--- Task item ---
What lines in the listing below hold the string "before"? Please copy them out.

◆ ◆ ◆ ◆ ◆ ◆ ◆

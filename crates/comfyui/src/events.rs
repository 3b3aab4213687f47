//! Events emitted by a session.
//!
//! One broadcast stream per session carries everything the manager and the
//! per-job runners need: connection lifecycle, execution progress, preview
//! frames, and terminal output.

use fanout_core::types::PromptId;

use crate::messages::ExecutionErrorData;

/// An event observed on (or synthesized for) a single session.
#[derive(Debug, Clone)]
pub enum SessionEvent {
    /// The event channel opened for the first time.
    Connected,
    /// The event channel re-opened after a drop.
    Reconnected,
    /// The event channel closed for any reason.
    Disconnected,
    /// The reconnect controller gave up after exhausting its attempts.
    ReconnectionFailed,

    /// Queue depth update, server-sent or synthesized by the polling
    /// fallback.
    Status { queue_remaining: i32 },

    /// The server began executing a prompt.
    ExecutionStart { prompt_id: PromptId },
    /// The server reused cached outputs for the listed nodes.
    ExecutionCached {
        prompt_id: PromptId,
        nodes: Vec<String>,
    },
    /// A node began executing; `node == None` marks prompt completion.
    Executing {
        prompt_id: PromptId,
        node: Option<String>,
    },
    /// Intra-node progress.
    Progress {
        prompt_id: Option<PromptId>,
        node: Option<String>,
        value: i32,
        max: i32,
    },
    /// A node finished and produced output.
    Executed {
        prompt_id: PromptId,
        node: String,
        output: serde_json::Value,
    },
    /// The full prompt finished.
    ExecutionSuccess { prompt_id: PromptId },
    /// The prompt failed.
    ExecutionError(ExecutionErrorData),

    /// Legacy preview frame (binary kind 1/2).
    Preview { mime: String, image: Vec<u8> },
    /// Preview frame with structured metadata (binary kind 4).
    PreviewMeta {
        metadata: serde_json::Value,
        mime: String,
        image: Vec<u8>,
    },
    /// Terminal log text (binary kind 3), when enabled.
    Terminal { channel: u32, text: String },
}
//! The workflow pool: public API and dispatch loop.
//!
//! Callers enqueue workflows and subscribe to [`PoolEvent`]s; a single
//! dispatcher task, serialized by a processing guard and woken by a
//! notify plus a fallback tick, matches waiting jobs to stable sessions.
//! Jobs are ordered by priority, then selectivity (jobs with fewer
//! compatible sessions first, so broad jobs cannot starve narrow ones),
//! then FIFO.

use std::collections::{HashMap, HashSet};
use std::sync::atomic::{AtomicBool, Ordering};
use std::sync::Arc;
use std::time::Duration;

use tokio::sync::{broadcast, Mutex, Notify, RwLock};
use tokio_util::sync::CancellationToken;

use fanout_comfyui::transport::SessionTransport;
use fanout_core::error::CoreError;
use fanout_core::types::{new_id, JobId, SessionId};
use fanout_core::workflow::{normalize, WorkflowInput};

use crate::events::PoolEvent;
use crate::job::{Job, JobOptions, JobStatus};
use crate::manager::ClientManager;
use crate::queue::{InMemoryQueue, QueueAdapter, QueueError, QueuedJob};
use crate::runner::{run_job, RunnerContext};
use crate::strategy::{FailoverStrategy, SmartStrategy};

/// Default window for the first `execution_start` event.
pub const DEFAULT_EXECUTION_START_TIMEOUT: Duration = Duration::from_secs(5);

/// Default window for per-node progress.
pub const DEFAULT_NODE_EXECUTION_TIMEOUT: Duration = Duration::from_secs(300);

/// Default health ping period.
pub const DEFAULT_HEALTH_CHECK_INTERVAL: Duration = Duration::from_secs(30);
//! The job model owned by the pool.

use std::collections::{HashMap, HashSet};
use std::time::Duration;

use fanout_core::types::{JobId, PromptId, SessionId, Timestamp};
use fanout_core::workflow::NormalizedWorkflow;

use crate::classify::FailureKind;
use crate::profiler::JobProfile;

/// Default attempt budget per job.
pub const DEFAULT_MAX_ATTEMPTS: u32 = 3;

/// Default delay before a retry attempt.
pub const DEFAULT_RETRY_DELAY: Duration = Duration::from_secs(1);

/// A file uploaded to the chosen session before dispatch. After the
/// upload the referenced node input is rewritten to the stored filename.
#[derive(Debug, Clone)]
pub struct JobAttachment {
    /// Node whose input receives the uploaded filename.
    pub node_id: String,
    /// Input name within that node (e.g. `image`).
    pub input_name: String,
    /// Filename to store the attachment under.
    pub filename: String,
    /// Raw file content.
    pub bytes: Vec<u8>,
    /// Optional server-side subfolder.
    pub subfolder: Option<String>,
}

/// Caller-facing job options. All fields have defaults.
#[derive(Debug, Clone)]
pub struct JobOptions {
    /// Higher runs first. Default 0.
    pub priority: i32,
    /// Stable caller-supplied id; generated when absent.
    pub job_id: Option<JobId>,
    pub max_attempts: u32,
    /// Per-job retry delay, unless the pool configures a global backoff.
    pub retry_delay: Duration,
    /// When non-empty, only these sessions may run the job.
    pub preferred_client_ids: Vec<SessionId>,
    /// Sessions that must never run the job.
    pub exclude_client_ids: Vec<SessionId>,
    /// Checkpoints the session must have installed.
    pub required_checkpoints: Vec<String>,
    /// Opaque caller metadata, echoed on the job record.
    pub metadata: Option<serde_json::Value>,
    /// Node ids whose outputs are collected into the result.
    pub include_outputs: Vec<String>,
    /// Output node id to result key mapping.
    pub output_aliases: HashMap<String, String>,
    pub attachments: Vec<JobAttachment>,
    /// Per-job override of the execution-start timeout.
    pub execution_start_timeout: Option<Duration>,
    /// Per-job override of the node-execution timeout.
    pub node_execution_timeout: Option<Duration>,
}

impl Default for JobOptions {
    fn default() -> Self {
        Self {
            priority: 0,
            job_id: None,
            max_attempts: DEFAULT_MAX_ATTEMPTS,
            retry_delay: DEFAULT_RETRY_DELAY,
            preferred_client_ids: Vec::new(),
            exclude_client_ids: Vec::new(),
            required_checkpoints: Vec::new(),
            metadata: None,
            include_outputs: Vec::new(),
            output_aliases: HashMap::new(),
            attachments: Vec::new(),
            execution_start_timeout: None,
            node_execution_timeout: None,
        }
    }
}

/// Lifecycle state of a job.
#[derive(Debug, Clone, Copy, PartialEq, Eq)]
pub enum JobStatus {
    Queued,
    Running,
    Completed,
    Failed,
    Cancelled,
}

impl JobStatus {
    /// Completed, failed, and cancelled jobs emit no further events.
    pub fn is_terminal(&self) -> bool {
        matches!(
            self,
            JobStatus::Completed | JobStatus::Failed | JobStatus::Cancelled
        )
    }
}

/// Output payload of a completed job.
#[derive(Debug, Clone)]
pub struct JobResult {
    /// Output alias (or raw node id) to the node's output value.
    pub outputs: HashMap<String, serde_json::Value>,
    pub prompt_id: PromptId,
    /// The output node ids that were requested.
    pub nodes: Vec<String>,
    pub aliases: HashMap<String, String>,
    /// Seeds substituted for the `-1` sentinel, by node id.
    pub auto_seeds: HashMap<String, i64>,
}

impl JobResult {
    /// Flatten into a single JSON object: one key per output alias plus
    /// the `_promptId` / `_nodes` / `_aliases` / `_autoSeeds` bookkeeping
    /// keys callers of the reference wire shape expect.
    pub fn to_value(&self) -> serde_json::Value {
        let mut map = serde_json::Map::new();
        for (key, value) in &self.outputs {
            map.insert(key.clone(), value.clone());
        }
        map.insert("_promptId".to_string(), self.prompt_id.clone().into());
        map.insert(
            "_nodes".to_string(),
            serde_json::Value::from(self.nodes.clone()),
        );
        map.insert(
            "_aliases".to_string(),
            serde_json::to_value(&self.aliases).unwrap_or_default(),
        );
        map.insert(
            "_autoSeeds".to_string(),
            serde_json::to_value(&self.auto_seeds).unwrap_or_default(),
        );
        serde_json::Value::Object(map)
    }
}

/// One classified failure of a (job, session) pair.
#[derive(Debug, Clone)]
pub struct FailureRecord {
    pub session_id: SessionId,
    pub kind: FailureKind,
    pub message: String,
    /// Whether the session is permanently excluded for this job.
    pub permanent: bool,
}

/// A scheduled workflow job. Owned and mutated only by the pool and the
/// runner for this job; read through cloned snapshots.
#[derive(Debug, Clone)]
pub struct Job {
    pub id: JobId,
    /// The pool's private copy of the workflow graph.
    pub workflow: serde_json::Value,
    /// Value-insensitive structural hash; shared by structurally
    /// identical workflows.
    pub fingerprint: String,
    pub options: JobOptions,
    pub status: JobStatus,
    pub attempts: u32,
    pub assigned_session: Option<SessionId>,
    pub prompt_id: Option<PromptId>,
    pub result: Option<JobResult>,
    pub last_error: Option<String>,
    pub enqueued_at: Timestamp,
    pub started_at: Option<Timestamp>,
    pub completed_at: Option<Timestamp>,
    pub auto_seeds: HashMap<String, i64>,
    /// Authoritative exclusion set: caller exclusions plus sessions
    /// permanently failed for this job.
    pub excluded: HashSet<SessionId>,
    pub failures: Vec<FailureRecord>,
    pub profile: Option<JobProfile>,
}

impl Job {
    /// Build a fresh queued job from a normalized workflow.
    pub fn new(id: JobId, workflow: NormalizedWorkflow, mut options: JobOptions) -> Self {
        // Builder-provided aliases seed the map; explicit options win.
        for (node, alias) in workflow.output_aliases {
            options.output_aliases.entry(node).or_insert(alias);
        }
        let excluded: HashSet<SessionId> = options.exclude_client_ids.iter().cloned().collect();

        Self {
            id,
            workflow: workflow.json,
            fingerprint: workflow.fingerprint,
            options,
            status: JobStatus::Queued,
            attempts: 0,
            assigned_session: None,
            prompt_id: None,
            result: None,
            last_error: None,
            enqueued_at: chrono::Utc::now(),
            started_at: None,
            completed_at: None,
            auto_seeds: HashMap::new(),
            excluded,
            failures: Vec::new(),
            profile: None,
        }
    }

    /// Result key for an output node: its alias when one exists, the raw
    /// node id otherwise.
    pub fn output_key(&self, node_id: &str) -> String {
        self.options
            .output_aliases
            .get(node_id)
            .cloned()
            .unwrap_or_else(|| node_id.to_string())
    }

    /// Whether every recorded failure was a workflow/client
    /// incompatibility.
    pub fn all_failures_incompatible(&self) -> bool {
        !self.failures.is_empty()
            && self
                .failures
                .iter()
                .all(|f| f.kind == FailureKind::WorkflowIncompatible)
    }
}

#[cfg(test)]
mod tests {
    use super::*;
    use fanout_core::workflow::{normalize, WorkflowInput};
    use serde_json::json;

    fn normalized() -> NormalizedWorkflow {
        normalize(WorkflowInput::Json(json!({
            "9": {"class_type": "SaveImage", "inputs": {"images": ["3", 0]}}
        })))
        .unwrap()
    }

    #[test]
    fn new_job_is_queued_with_caller_exclusions() {
        let job = Job::new(
            "j1".to_string(),
            normalized(),
            JobOptions {
                exclude_client_ids: vec!["s1".to_string()],
                ..Default::default()
            },
        );
        assert_eq!(job.status, JobStatus::Queued);
        assert_eq!(job.attempts, 0);
        assert!(job.excluded.contains("s1"));
    }

    #[test]
    fn output_key_prefers_alias() {
        let job = Job::new(
            "j1".to_string(),
            normalized(),
            JobOptions {
                output_aliases: HashMap::from([("9".to_string(), "image".to_string())]),
                ..Default::default()
            },
        );
        assert_eq!(job.output_key("9"), "image");
        assert_eq!(job.output_key("7"), "7");
    }

    #[test]
    fn result_to_value_carries_bookkeeping_keys() {
        let result = JobResult {
            outputs: HashMap::from([("image".to_string(), json!({"images": []}))]),
            prompt_id: "p1".to_string(),
            nodes: vec!["9".to_string()],
            aliases: HashMap::from([("9".to_string(), "image".to_string())]),
            auto_seeds: HashMap::from([("3".to_string(), 77)]),
        };
        let value = result.to_value();
        assert_eq!(value["_promptId"], "p1");
        assert_eq!(value["_nodes"], json!(["9"]));
        assert_eq!(value["_aliases"]["9"], "image");
        assert_eq!(value["_autoSeeds"]["3"], 77);
        assert!(value["image"].is_object());
    }

    #[test]
    fn terminal_statuses() {
        assert!(!JobStatus::Queued.is_terminal());
        assert!(!JobStatus::Running.is_terminal());
        assert!(JobStatus::Completed.is_terminal());
        assert!(JobStatus::Failed.is_terminal());
        assert!(JobStatus::Cancelled.is_terminal());
    }
}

◆ ◆ ◆ ◆ ◆ ◆ ◆

--- Response to this task ---
/// Default delay before a retry attempt.
/// A file uploaded to the chosen session before dispatch. After the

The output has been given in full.